Cerrillos River (Spanish: Río Cerrillos) is a river in the municipality of Ponce, Puerto Rico. Río Cerrillos has its origin in barrio Anón and runs south until it feeds into Bucaná River. Río Cerrillos is commonly known by the locals as Maragüez River, because most of its course runs through Barrio Maragüez. This river is one of the 14 rivers in the municipality. The river has a discharge of 24,000 cubic feet per second, making it the second most affluent river in the municipality after Río Jacaguas.

==Course==
From its origin about 1 kilometer south of the intersection of PR-139 and PR-143, Río Cerrillos runs south for 1.8 kilometers where it is fed by Río Prieto west of PR-139. From this point on, Rio Cerrillos runs parallel to PR-139 for 2 kilometers in barrio Anón before reaching barrio Maragüez. Continuing on its southernly course for about 1.2 kilometers, Río Cerrillos is fed by Río San Patricio. Five kilometers further downstream Río Cerrillos forms Lake Cerrillos, as a result of its dam. Flowing out of the Cerrillos dam, Río Cerrillos runs south for 1 kilometer until it enters barrios Machuelo Arriba and barrio Cerrillos, being the boundary between the two barrios. The river continues its southern course parallel to PR-139 for 5 kilometers until it reaches PR-5139. In another kilometer downstream it is fed by Quebrada Ausubo, and another kilometer further south it is fed by Río Bayagán. At this point it feeds into Río Bucaná where it terminates.

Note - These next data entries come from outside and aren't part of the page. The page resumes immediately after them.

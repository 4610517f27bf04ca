//! Selector matching over host DOM elements

use crate::selectors::SelectorElement;
use fos_dom::{DomTree, Namespace, NodeData, NodeId};

/// Light-DOM element handle; the tree root (document or shadow root) ends ancestry
#[derive(Debug, Clone, Copy)]
pub struct DomElement<'a> {
    pub tree: &'a DomTree,
    pub id: NodeId,
}

impl<'a> DomElement<'a> {
    /// Wrap an element node
    pub fn new(tree: &'a DomTree, id: NodeId) -> Option<Self> {
        tree.element(id).map(|_| Self { tree, id })
    }

    fn sibling(&self, forward: bool) -> Option<Self> {
        let mut current = self.tree.get(self.id)?;
        loop {
            let next = if forward {
                current.next_sibling
            } else {
                current.prev_sibling
            };
            let node = self.tree.get(next)?;
            if node.is_element() {
                return Some(Self {
                    tree: self.tree,
                    id: next,
                });
            }
            current = node;
        }
    }
}

impl SelectorElement for DomElement<'_> {
    fn local_name(&self) -> &str {
        self.tree.element(self.id).map(|e| e.name.as_str()).unwrap_or("")
    }

    fn attr(&self, name: &str) -> Option<&str> {
        self.tree.element(self.id)?.get_attr(name)
    }

    fn parent_element(&self) -> Option<Self> {
        let parent = self.tree.parent(self.id)?;
        Self::new(self.tree, parent)
    }

    fn prev_sibling_element(&self) -> Option<Self> {
        self.sibling(false)
    }

    fn next_sibling_element(&self) -> Option<Self> {
        self.sibling(true)
    }

    fn first_child_element(&self) -> Option<Self> {
        self.tree
            .children(self.id)
            .find(|(_, node)| node.is_element())
            .map(|(id, _)| Self { tree: self.tree, id })
    }

    fn is_empty(&self) -> bool {
        self.tree.children(self.id).all(|(_, node)| match &node.data {
            NodeData::Element(_) => false,
            NodeData::Text(text) => text.is_empty(),
            _ => true,
        })
    }

    fn is_html(&self) -> bool {
        self.tree
            .element(self.id)
            .is_some_and(|e| e.namespace == Namespace::Html)
    }
}
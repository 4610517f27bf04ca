//! fOS Accessibility
//!
//! Accessibility semantics computed over virtual trees: ARIA roles and
//! attributes, accessible names, visibility, focus, page geometry and
//! color contrast. Every query takes the tree and a node id and memoizes
//! through the tree's caches where recomputation would be expensive.

pub mod aria;
pub mod color;
pub mod focus;
pub mod grid;
pub mod name;
pub mod standards;
pub mod text;
pub mod visibility;

pub use aria::{
    get_element_unallowed_roles, get_explicit_role, get_role, get_role_type, get_role_with, has_global_aria_attribute,
    idrefs, implicit_role, is_accessible_ref, is_aria_role_allowed_on_element, is_combobox_popup, is_landmark,
    is_valid_role, missing_required_attrs, required_attrs, RoleOptions,
};
pub use color::{
    clear_incomplete_data, get_background_color, get_foreground_color, get_opacity, get_text_shadow_colors,
    has_valid_contrast_ratio, incomplete_reason, is_large_text, set_incomplete_reason, ColorKind, ContrastChecker,
    ContrastResult, IncompleteReason,
};
pub use focus::{
    inserted_into_focus_order, is_disabled, is_focusable, is_in_tab_order, is_natively_focusable, tab_order, TabIndex,
};
pub use grid::{
    find_nearby_elms, get_element_stack, get_grid, get_point_stack, is_fixed_position, nearby_widgets, target_offset,
    target_rects, target_size, CellRange, Grid, GRID_SIZE, MIN_TARGET_SIZE,
};
pub use name::{accessible_text, aria_label, arialabelledby_text, content_text, title_text};
pub use text::{is_human_interpretable, remove_punctuation, remove_unicode, sanitize, token_list, UnicodeFilter};
pub use visibility::{
    get_scroll, has_content_virtual, is_hidden_for_everyone, is_visible_on_screen, is_visible_to_screen_readers,
    visible_virtual, ScrollInfo,
};

use fos_vdom::{VNodeId, VdomError};
use thiserror::Error;

/// Accessibility query errors
#[derive(Debug, Error)]
pub enum A11yError {
    /// The query needs the live document (id lookups on serialized trees)
    #[error("{attr} cannot be resolved on a tree without live documents")]
    NonDomNode { attr: String },

    #[error("Unknown virtual node {0:?}")]
    UnknownNode(VNodeId),

    #[error(transparent)]
    Vdom(#[from] VdomError),
}

pub type Result<T> = std::result::Result<T, A11yError>;

/// Read a derived value from a cache, computing and storing it on a miss
pub(crate) fn memoized<T, F>(cache: &fos_vdom::Cache, key: &str, compute: F) -> T
where
    T: Clone + 'static,
    F: FnOnce() -> T,
{
    if let Some(Some(value)) = cache.get::<T>(key) {
        return (*value).clone();
    }
    let value = compute();
    if let Err(err) = cache.set(key, Some(value.clone())) {
        tracing::warn!("Failed to cache {}: {}", key, err);
    }
    value
}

The following table summarizes the course of Río Cerrillos in terms of roads crossed. Roads are listed as the river flows from its origin in the mountains of Barrio Anón, north of the city of Ponce, to its merging with Río Bayagán in Barrio Machuelo Arriba to form Río Bucaná (N/A = Data not available):

| No. | Barrio | Road | Road's km marker | NBI ID | Bridge name (if any) | Direction (of bridge traffic) | Coordinates | Notes |
|---|---|---|---|---|---|---|---|---|
| 1 | Maragüez | PR-139 | 10.5 | 22051 | Unnamed | Both | 18°6′18.3954″N 66°35′16.1874″W﻿ / ﻿18.105109833°N 66.587829833°W | 1.6 km N of entrance to Area Recreativa del Lago Cerrillos y Atracadero, Barrio Maragüez |
| 2 | Machuelo Arriba | PR-5139 | 2.5 | 29131 | Unnamed | Both | 18°3′34.9554″N 66°35′10.464″W﻿ / ﻿18.059709833°N 66.58624000°W | 0.5 km E of INT of PR-139, PR-5139, and PR-139R (aka, Ave. Principal) |
| 3 | Machuelo Arriba | Camino Sector Wachin | not marked | 28741 | Unnamed | Both | 18°3′30.1674″N 66°35′2.4″W﻿ / ﻿18.058379833°N 66.584000°W | 0.1 km S of PR-5139 and Cam. Sector Wachin; Off PR-5139 km 2.0 |

==Cerrillos Lake and Dam==
Cerrillos is the feeder river for Lake Cerrillos Dam in Barrio Maragüez, in the municipality of Ponce. The lake is an artificial reservoir holding 47,900 acre-feet (59,100,000 m3) of water. The dam that made the lake possible was completed in 1992. The lake is surrounded by the Cerrillos State Forest north of the dam. The area immediately south of the dam is a park, the Luis A. Wito Morales Park.